Wisconsin recruits new strategy to address phosphorous runoff

November 21, 2014

Phosphorous used in agricultural and industrial applications can cause significant environmental challenges. Researchers explain that the compound is the single biggest contributor to water quality issues in the Bay of Green Bay and Lake Michigan. Several of the Great Lakes have seen a surge in toxic algae blooms, which feed on phosphorous, and can prove poisonous to local wildlife. 

Now, the Wisconsin Department of Natural Resources (DNR) has enlisted the aid of a new tool to help determine the best means of addressing this issue. By leveraging a software solution, researchers can pinpoint areas most at risk for phosphorous runoff. 
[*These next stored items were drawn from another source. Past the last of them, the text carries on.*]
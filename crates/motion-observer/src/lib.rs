pub mod capability;
pub mod dispatch;
pub mod error;
pub mod permission;
pub mod platform;
pub mod synthesis;
pub mod types;
pub mod wiring;

use glam::Quat;
use std::collections::BTreeSet;
use std::time::Duration;
use tracing::{debug, info, trace};

pub use capability::{
    Capabilities, Capability, CapabilityDetector, GravitySource, DEFAULT_GRACE_WINDOW,
};
pub use dispatch::{DispatchRegistry, Listener, ListenerId};
pub use error::MotionError;
pub use permission::{PermissionGate, PermissionState, Sensor};
pub use platform::{AxisConvention, Platform};
pub use types::{
    AccelerationEvent, MotionEvent, MotionType, OrientationEvent, RawAxes, RawEvent, RawMotion,
    RawOrientation, RawStream,
};
pub use wiring::{ListenerWiring, RawEventSource};

/// Tunables for a `MotionObserver`.
#[derive(Debug, Clone, Copy, PartialEq, Eq)]
pub struct ObserverSettings {
    /// How long to wait for evidence before assuming a capability is absent.
    pub grace_window: Duration,
    /// Sample orientation while acceleration is observed, so the gravity
    /// fallback has an orientation to work with.
    pub implicit_orientation_sampling: bool,
}

impl Default for ObserverSettings {
    fn default() -> Self {
        Self {
            grace_window: DEFAULT_GRACE_WINDOW,
            implicit_orientation_sampling: true,
        }
    }
}

/// One observing session over a host's raw sensor streams.
///
/// The host pushes raw events through [`MotionObserver::handle_raw`] and
/// calls [`MotionObserver::tick`] when it wants elapsed grace windows to
/// resolve without waiting for the next event. Everything runs on the
/// caller's thread; listeners are invoked synchronously.
pub struct MotionObserver<S> {
    platform: Platform,
    settings: ObserverSettings,
    source: S,
    permission_gate: Option<Box<dyn PermissionGate>>,
    observed: BTreeSet<MotionType>,
    wiring: ListenerWiring,
    detector: CapabilityDetector,
    registry: DispatchRegistry,
    last_orientation: Option<Quat>,
}

impl<S: RawEventSource> MotionObserver<S> {
    pub fn new(source: S, platform: Platform, settings: ObserverSettings) -> Self {
        Self {
            platform,
            settings,
            source,
            permission_gate: None,
            observed: BTreeSet::new(),
            wiring: ListenerWiring::new(),
            detector: CapabilityDetector::new(settings.grace_window),
            registry: DispatchRegistry::new(),
            last_orientation: None,
        }
    }

    /// Use `gate` for permission prompts on platforms that need them.
    pub fn with_permission_gate(mut self, gate: impl PermissionGate + 'static) -> Self {
        self.permission_gate = Some(Box::new(gate));
        self
    }

    /// Start observing `filter` (every motion type when `None`).
    ///
    /// Fails if the platform refuses sensor access; the filter is then not
    /// added to the observed set.
    pub async fn observe(&mut self, filter: Option<&[MotionType]>) -> Result<(), MotionError> {
        let added: Vec<MotionType> = filter_types(filter)
            .filter(|t| self.observed.insert(*t))
            .collect();
        debug!(?added, observed = ?self.observed, "Observing");

        let required = self.required_streams();
        let sensors = wiring::sensors_for(&required);
        let gate = self.permission_gate.as_deref();
        if let Err(e) = permission::request_sensors(&self.platform, gate, &sensors).await {
            for t in &added {
                self.observed.remove(t);
            }
            return Err(e);
        }

        self.reconcile();
        Ok(())
    }

    /// Stop observing `filter` (every motion type when `None`).
    pub fn unobserve(&mut self, filter: Option<&[MotionType]>) {
        for t in filter_types(filter) {
            self.observed.remove(&t);
        }
        debug!(observed = ?self.observed, "Unobserved");
        self.reconcile();
    }

    /// Tear down every raw subscription, drop all listeners and forget
    /// everything learned about the platform.
    pub fn disconnect(&mut self) {
        self.wiring.teardown(&mut self.source);
        self.observed.clear();
        self.registry.clear();
        self.detector.reset();
        self.last_orientation = None;
        info!("Motion observer disconnected");
    }

    /// Ask the host for access to every sensor, independently of `observe`.
    pub async fn request_permissions(&self) -> Result<(), MotionError> {
        permission::request_sensors(
            &self.platform,
            self.permission_gate.as_deref(),
            &[Sensor::Orientation, Sensor::Motion],
        )
        .await
    }

    pub fn subscribe(
        &mut self,
        motion_type: MotionType,
        listener: impl FnMut(&mut MotionEvent) + 'static,
    ) -> ListenerId {
        self.registry.subscribe(motion_type, Box::new(listener))
    }

    pub fn subscribe_once(
        &mut self,
        motion_type: MotionType,
        listener: impl FnMut(&mut MotionEvent) + 'static,
    ) -> ListenerId {
        self.registry.subscribe_once(motion_type, Box::new(listener))
    }

    pub fn unsubscribe(&mut self, motion_type: MotionType, id: ListenerId) -> bool {
        self.registry.unsubscribe(motion_type, id)
    }

    /// Alias for [`MotionObserver::subscribe`].
    pub fn on(
        &mut self,
        motion_type: MotionType,
        listener: impl FnMut(&mut MotionEvent) + 'static,
    ) -> ListenerId {
        self.subscribe(motion_type, listener)
    }

    /// Alias for [`MotionObserver::subscribe_once`].
    pub fn once(
        &mut self,
        motion_type: MotionType,
        listener: impl FnMut(&mut MotionEvent) + 'static,
    ) -> ListenerId {
        self.subscribe_once(motion_type, listener)
    }

    /// Alias for [`MotionObserver::unsubscribe`].
    pub fn off(&mut self, motion_type: MotionType, id: ListenerId) -> bool {
        self.unsubscribe(motion_type, id)
    }

    /// Feed one raw event from the host.
    pub fn handle_raw(&mut self, event: RawEvent) {
        let stream = event.stream();
        if !self.wiring.is_active(stream) {
            trace!(?stream, timestamp = ?event.timestamp(), "Ignoring event from detached stream");
            return;
        }

        match event {
            RawEvent::RelativeOrientation(raw) => {
                let verdict = self.detector.on_relative_orientation(raw.timestamp);
                self.handle_orientation(&raw, verdict);
            }
            RawEvent::AbsoluteOrientation(raw) => {
                let verdict = self.detector.on_absolute_orientation(raw.timestamp);
                self.handle_orientation(&raw, verdict);
            }
            RawEvent::Motion(raw) => self.handle_motion(&raw),
        }
    }

    /// Resolve grace windows that have elapsed by `now`.
    pub fn tick(&mut self, now: Duration) {
        if self.detector.tick(now) {
            self.reconcile();
        }
    }

    pub fn capabilities(&self) -> Capabilities {
        self.detector.capabilities()
    }

    pub fn observed(&self) -> &BTreeSet<MotionType> {
        &self.observed
    }

    pub fn active_streams(&self) -> &BTreeSet<RawStream> {
        self.wiring.active()
    }

    pub fn last_orientation(&self) -> Option<Quat> {
        self.last_orientation
    }

    pub fn platform(&self) -> Platform {
        self.platform
    }

    pub fn source(&self) -> &S {
        &self.source
    }

    fn handle_orientation(&mut self, raw: &RawOrientation, verdict: capability::Verdict) {
        if verdict.resolved.is_some() {
            self.reconcile();
        }
        if !verdict.admit {
            trace!("Orientation event suppressed");
            return;
        }

        let event = synthesis::orientation_event(raw);
        self.last_orientation = Some(event.quaternion);
        self.dispatch(MotionEvent::Orientation(event));
    }

    fn handle_motion(&mut self, raw: &RawMotion) {
        let convention = self.platform.convention;
        let source = self
            .detector
            .on_motion(raw.timestamp, raw.acceleration.is_nonzero());

        if self.observed.contains(&MotionType::Acceleration) {
            let event = match source {
                GravitySource::Measured => Some(synthesis::measured_acceleration(raw, convention)),
                GravitySource::Derived => {
                    synthesis::derived_acceleration(raw, convention, self.last_orientation)
                }
            };
            match event {
                Some(event) => self.dispatch(MotionEvent::Acceleration(event)),
                None => trace!("Derived acceleration withheld until orientation is known"),
            }
        }

        if self.observed.contains(&MotionType::AccelerationIncludingGravity) {
            let event = synthesis::including_gravity(raw, convention);
            self.dispatch(MotionEvent::AccelerationIncludingGravity(event));
        }
    }

    fn dispatch(&mut self, mut event: MotionEvent) {
        if self.observed.contains(&event.motion_type()) {
            self.registry.dispatch(&mut event);
        }
    }

    fn required_streams(&self) -> BTreeSet<RawStream> {
        wiring::required_streams(
            &self.observed,
            self.detector.absolute_orientation(),
            self.settings.implicit_orientation_sampling,
        )
    }

    fn reconcile(&mut self) {
        let required = self.required_streams();
        self.wiring.reconcile(required, &mut self.source);
    }
}

fn filter_types(filter: Option<&[MotionType]>) -> impl Iterator<Item = MotionType> + '_ {
    filter.unwrap_or(&MotionType::ALL).iter().copied()
}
"Instead of maybe looking at an entire farm we can look at those specific areas on the farm," Outagamie County Land Conservationist Greg Baneck told ABC News affiliate WBAY. "We can talk with that land owner and say do you traditionally see erosion problems in those spots? And they say yeah I have an annual gully there. Well that's where we come in we'll work with them." 

By creating a record of the areas most at risk for erosion, DNR officials are able to ensure land owners follow best practices to avoid further phosphorous contamination. Working with local farmers is a key component of the state's water quality improvement plan, and educating land owners on the risks phosphorous poses is crucial to prevent further damage to the state's water resources.

Matt Moroney, deputy secretary of the Department of Natural Resources, is expected to announce a detailed plan in January aimed at addressing the flow of phosphorus that turns lakes green and has contributed to a "dead zone" in Green Bay.

Environmental consultants can assist in efforts to identify the best erosion prevention strategies, and their expertise allows them to effectively inform the public of the best practices to reduce future complications.